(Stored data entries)
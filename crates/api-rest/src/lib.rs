//! # API REST
//!
//! REST API implementation for the clindex clinic directory.
//!
//! Handles:
//! - HTTP endpoints with axum
//! - OpenAPI/Swagger documentation
//! - REST-specific concerns (JSON envelopes, CORS, bearer auth)
//!
//! Uses `api-shared` for authentication and the health service, and
//! `clindex-core` for every domain operation.

#![warn(rust_2018_idioms)]

use std::sync::Arc;

use axum::{
    extract::{Path as AxumPath, Query, State},
    http::{header, HeaderMap, StatusCode},
    response::{IntoResponse, Json, Response},
    routing::{delete, get, post, put},
    Router,
};
use tower_http::cors::CorsLayer;
use utoipa::OpenApi;
use utoipa_swagger_ui::SwaggerUi;

use api_shared::{BearerTokens, HealthRes, HealthService};
use clindex_core::{
    Clinic, ClinicDraft, ClinicId, ClinicPatch, ClinicService, ClinicStore, ClinicSummary,
    CoreConfig, DirectoryError, GeocodeAdapter, GeocodedPlace, Geocoder, LocationDraft, Review,
    ReviewId, ReviewLedger, ReviewPatch, ReviewSubmission, SearchCriteria, SearchEngine,
    SearchRequest, WeeklyHours,
};
use clindex_types::UserId;

/// Application state for the REST API server
///
/// Contains shared state that needs to be accessible to all request handlers:
/// the core services wired over one store, plus the bearer-token map for the
/// authenticated routes.
#[derive(Clone)]
pub struct AppState {
    cfg: Arc<CoreConfig>,
    clinics: Arc<ClinicService>,
    search: Arc<SearchEngine>,
    reviews: Arc<ReviewLedger>,
    geocode: Arc<GeocodeAdapter>,
    tokens: Arc<BearerTokens>,
}

impl AppState {
    pub fn new(
        cfg: Arc<CoreConfig>,
        store: Arc<dyn ClinicStore>,
        geocoder: Arc<dyn Geocoder>,
        tokens: BearerTokens,
    ) -> Self {
        Self {
            clinics: Arc::new(ClinicService::new(cfg.clone(), store.clone())),
            search: Arc::new(SearchEngine::new(cfg.clone(), store.clone())),
            reviews: Arc::new(ReviewLedger::new(cfg.clone(), store)),
            geocode: Arc::new(GeocodeAdapter::new(geocoder)),
            tokens: Arc::new(tokens),
            cfg,
        }
    }
}

#[derive(OpenApi)]
#[openapi(
    paths(
        health,
        list_clinics,
        search_clinics,
        search_nearby,
        geocode,
        get_clinic,
        create_clinic,
        update_clinic,
        delete_clinic,
        list_reviews,
        add_review,
        update_review,
        delete_review,
    ),
    components(schemas(
        HealthRes,
        Clinic,
        ClinicSummary,
        ClinicDraft,
        ClinicPatch,
        LocationDraft,
        WeeklyHours,
        Review,
        ReviewSubmission,
        ReviewPatch,
        GeocodedPlace,
        ListClinicsRes,
        SearchClinicsRes,
        SearchFilters,
        SearchNearbyRes,
        LngLat,
        GeocodeRes,
        ClinicRes,
        DeleteClinicRes,
        ListReviewsRes,
        ReviewRes,
        DeleteReviewRes,
        ErrorRes,
    ))
)]
struct ApiDoc;

/// Builds the full REST router over the given state.
///
/// Routes are JSON-in/JSON-out; Swagger UI is served at `/swagger-ui` with
/// the OpenAPI document at `/api-docs/openapi.json`.
pub fn router(state: AppState) -> Router {
    Router::new()
        .route("/health", get(health))
        .route("/clinics", get(list_clinics))
        .route("/clinics", post(create_clinic))
        .route("/clinics/search", get(search_clinics))
        .route("/clinics/nearby", get(search_nearby))
        .route("/geocode", get(geocode))
        .route("/clinics/:id", get(get_clinic))
        .route("/clinics/:id", put(update_clinic))
        .route("/clinics/:id", delete(delete_clinic))
        .route("/clinics/:id/reviews", get(list_reviews))
        .route("/clinics/:id/reviews", post(add_review))
        .route("/clinics/:id/reviews/:review_id", put(update_review))
        .route("/clinics/:id/reviews/:review_id", delete(delete_review))
        .merge(SwaggerUi::new("/swagger-ui").url("/api-docs/openapi.json", ApiDoc::openapi()))
        .layer(CorsLayer::permissive())
        .with_state(state)
}

// ============================================================================
// ERROR MAPPING
// ============================================================================

/// Error body returned by every failing route.
#[derive(Debug, serde::Serialize, utoipa::ToSchema)]
struct ErrorRes {
    /// Machine-readable error kind, e.g. `not_found`.
    error: &'static str,
    message: String,
}

/// REST-side wrapper of the core error taxonomy.
///
/// Handlers bubble `DirectoryError` out with `?`; the response mapping picks
/// the status code and serializes the envelope.
struct ApiError(DirectoryError);
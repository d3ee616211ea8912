//! Standalone REST API server binary.
//!
//! ## Purpose
//! Runs the REST API server on its own.
//!
//! ## Intended use
//! This binary is useful for development and debugging when you only want the REST server (with
//! OpenAPI/Swagger UI) over an empty in-memory directory. The workspace's main `clindex-run`
//! binary loads `.env` files first, then starts the same router.

use std::sync::Arc;

use tracing_subscriber::{layer::SubscriberExt, util::SubscriberInitExt};

use api_rest::{router, AppState};
use api_shared::BearerTokens;
use clindex_core::{geocode_config_from_env_values, CoreConfig, MemoryStore, NominatimClient};

/// Main entry point for the clindex REST API server
///
/// Starts the REST API server on the configured address (default: 0.0.0.0:3000).
/// Provides HTTP endpoints for clinic directory operations with OpenAPI/Swagger documentation.
///
/// # Environment Variables
/// - `CLINDEX_REST_ADDR`: Server address (default: "0.0.0.0:3000")
/// - `CLINDEX_API_TOKENS`: Comma-separated `token:user` pairs accepted on write routes
/// - `CLINDEX_GEOCODE_URL`, `CLINDEX_GEOCODE_COUNTRY`, `CLINDEX_GEOCODE_USER_AGENT`,
///   `CLINDEX_GEOCODE_TIMEOUT_SECS`: forward geocoding settings
///
/// # Returns
/// * `Ok(())` - If server starts and runs successfully
///
/// # Errors
/// Returns an error if:
/// - the logging/tracing configuration cannot be initialised,
/// - the geocoding configuration or token specification is invalid,
/// - the server address cannot be bound, or
/// - the HTTP server fails while running.
#[tokio::main]
async fn main() -> anyhow::Result<()> {
    tracing_subscriber::registry()
        .with(
            tracing_subscriber::EnvFilter::from_default_env()
                .add_directive("api_rest=info".parse()?),
        )
        .with(tracing_subscriber::fmt::layer())
        .init();

    let addr = std::env::var("CLINDEX_REST_ADDR").unwrap_or_else(|_| "0.0.0.0:3000".into());

    tracing::info!("-- Starting clindex REST API on {}", addr);

    let geocode = geocode_config_from_env_values(
        std::env::var("CLINDEX_GEOCODE_URL").ok(),
        std::env::var("CLINDEX_GEOCODE_COUNTRY").ok(),
        std::env::var("CLINDEX_GEOCODE_USER_AGENT").ok(),
        std::env::var("CLINDEX_GEOCODE_TIMEOUT_SECS").ok(),
    )?;
    let cfg = Arc::new(CoreConfig::new(geocode)?);

    let tokens = BearerTokens::from_env()?;
    if tokens.is_empty() {
        tracing::warn!("CLINDEX_API_TOKENS is not set; write routes will reject every request");
    }

    let geocoder = Arc::new(NominatimClient::new(cfg.geocode().clone()));
    let state = AppState::new(cfg, Arc::new(MemoryStore::new()), geocoder, tokens);

    let app = router(state);

    let listener = tokio::net::TcpListener::bind(&addr).await?;
    axum::serve(listener, app).await?;

    Ok(())
}
//! General utilities shared across the application.

use std::time::{SystemTime, UNIX_EPOCH};

use uuid::Uuid;

// ─────────────────────────────────────────────────────────────────────────────
// Time Utilities
// ─────────────────────────────────────────────────────────────────────────────

/// Returns the current Unix timestamp in milliseconds.
///
/// Returns 0 if the system clock is before the Unix epoch (shouldn't happen in practice).
#[must_use]
pub fn now_millis() -> u64 {
    SystemTime::now()
        .duration_since(UNIX_EPOCH)
        .map(|d| d.as_millis() as u64)
        .unwrap_or(0)
}

// ─────────────────────────────────────────────────────────────────────────────
// Identifiers
// ─────────────────────────────────────────────────────────────────────────────

/// Generates a new session identifier.
///
/// Hyphenated lowercase UUID: opaque, URL-safe, and unique. Used both for
/// session ids handed to clients and for upstream request correlation.
#[must_use]
pub fn new_session_id() -> String {
    Uuid::new_v4().to_string()
}

/// Generates an upstream request id.
///
/// The upstream protocol expects the `X-RequestId` header without hyphens.
#[must_use]
pub fn new_request_id() -> String {
    Uuid::new_v4().simple().to_string()
}

#[cfg(test)]
mod tests {
    use super::*;

    #[test]
    fn session_ids_are_unique_and_url_safe() {
        let a = new_session_id();
        let b = new_session_id();
        assert_ne!(a, b);
        assert!(a
            .chars()
            .all(|c| c.is_ascii_alphanumeric() || c == '-'));
    }

    #[test]
    fn request_ids_have_no_hyphens() {
        let id = new_request_id();
        assert_eq!(id.len(), 32);
        assert!(!id.contains('-'));
    }

    #[test]
    fn now_millis_is_monotonic_enough() {
        let a = now_millis();
        let b = now_millis();
        assert!(b >= a);
    }
}
//! Recognition result and cancellation types.
//!
//! Produced by the upstream codec from decoded `speech.phrase` /
//! `speech.hypothesis` frames; consumed by the client bridge.

use std::collections::HashMap;

use serde::{Deserialize, Serialize};

use crate::error::CancellationErrorCode;

/// Why a recognition result was produced.
#[derive(Debug, Clone, Copy, PartialEq, Eq, Serialize, Deserialize)]
#[serde(rename_all = "camelCase")]
pub enum ResultReason {
    /// Final recognition for a segment; no further updates follow.
    Recognized,
    /// Interim recognition, superseded by a later final for the same segment.
    Hypothesis,
    /// The session was canceled before a result was produced.
    Canceled,
    /// The provider recognized no speech in the segment.
    NoMatch,
}

/// One recognition event, interim or final, with its translations.
#[derive(Debug, Clone, Serialize, Deserialize)]
#[serde(rename_all = "camelCase")]
pub struct RecognitionResult {
    /// Correlation id of the producing upstream request.
    pub result_id: String,
    /// Identifies the speech segment this result belongs to. Hypotheses and
    /// the final result for one segment share the same id.
    pub segment_id: String,
    /// Recognized text in the source language.
    pub text: String,
    /// Result classification.
    pub reason: ResultReason,
    /// Offset of the segment from the start of the audio stream (ns).
    pub offset_nanos: u64,
    /// Duration of the segment (ns).
    pub duration_nanos: u64,
    /// Target language code → translated text.
    pub translations: HashMap<String, String>,
}

impl RecognitionResult {
    /// Returns the translation for `language`, if the provider produced one.
    #[must_use]
    pub fn translation_for(&self, language: &str) -> Option<&str> {
        self.translations.get(language).map(String::as_str)
    }

    /// Whether this is the final result for its segment.
    #[must_use]
    pub fn is_final(&self) -> bool {
        self.reason == ResultReason::Recognized
    }
}

// ─────────────────────────────────────────────────────────────────────────────
// Cancellation
// ─────────────────────────────────────────────────────────────────────────────

/// Why a session was canceled.
#[derive(Debug, Clone, Copy, PartialEq, Eq, Serialize, Deserialize)]
#[serde(rename_all = "camelCase")]
pub enum CancellationReason {
    /// A failure ended the session.
    Error,
    /// The audio source reached end of stream.
    EndOfStream,
}

/// Details carried by a `canceled` event.
#[derive(Debug, Clone, Serialize, Deserialize)]
#[serde(rename_all = "camelCase")]
pub struct CancellationDetails {
    /// Why the session was canceled.
    pub reason: CancellationReason,
    /// Classified error code (`noError` for end of stream).
    pub error_code: CancellationErrorCode,
    /// Human-readable failure description, empty for a clean end.
    pub error_details: String,
}

impl CancellationDetails {
    /// Cancellation caused by a failure.
    pub fn from_error(error_code: CancellationErrorCode, details: impl Into<String>) -> Self {
        Self {
            reason: CancellationReason::Error,
            error_code,
            error_details: details.into(),
        }
    }

    /// Clean cancellation: the audio source ended.
    #[must_use]
    pub fn end_of_stream() -> Self {
        Self {
            reason: CancellationReason::EndOfStream,
            error_code: CancellationErrorCode::NoError,
            error_details: String::new(),
        }
    }

    /// Whether this cancellation represents a failure.
    #[must_use]
    pub fn is_error(&self) -> bool {
        self.reason == CancellationReason::Error
    }
}

#[cfg(test)]
mod tests {
    use super::*;

    fn result_with(reason: ResultReason) -> RecognitionResult {
        RecognitionResult {
            result_id: "req1".into(),
            segment_id: "seg-0".into(),
            text: "こんにちは".into(),
            reason,
            offset_nanos: 1_000_000,
            duration_nanos: 2_000_000,
            translations: HashMap::from([("en".to_string(), "hello".to_string())]),
        }
    }

    #[test]
    fn translation_lookup() {
        let result = result_with(ResultReason::Recognized);
        assert_eq!(result.translation_for("en"), Some("hello"));
        assert_eq!(result.translation_for("fr"), None);
    }

    #[test]
    fn only_recognized_is_final() {
        assert!(result_with(ResultReason::Recognized).is_final());
        assert!(!result_with(ResultReason::Hypothesis).is_final());
        assert!(!result_with(ResultReason::NoMatch).is_final());
    }

    #[test]
    fn result_serializes_camel_case() {
        let json = serde_json::to_value(result_with(ResultReason::Hypothesis)).unwrap();
        assert_eq!(json["reason"], "hypothesis");
        assert_eq!(json["segmentId"], "seg-0");
        assert_eq!(json["offsetNanos"], 1_000_000);
        assert_eq!(json["translations"]["en"], "hello");
    }

    #[test]
    fn end_of_stream_cancellation_is_clean() {
        let details = CancellationDetails::end_of_stream();
        assert!(!details.is_error());
        assert_eq!(details.error_code, CancellationErrorCode::NoError);
        assert!(details.error_details.is_empty());
    }

    #[test]
    fn error_cancellation_carries_code() {
        let details =
            CancellationDetails::from_error(CancellationErrorCode::AuthFailure, "401 from dial");
        assert!(details.is_error());
        assert_eq!(details.error_code, CancellationErrorCode::AuthFailure);
        assert_eq!(details.error_details, "401 from dial");
    }
}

> [WHAT IS BEING ASKED]:
Please determine the number of lines in the records above that include the string "source", and answer with that number only.

> [EXERCISE OUTPUT]:
3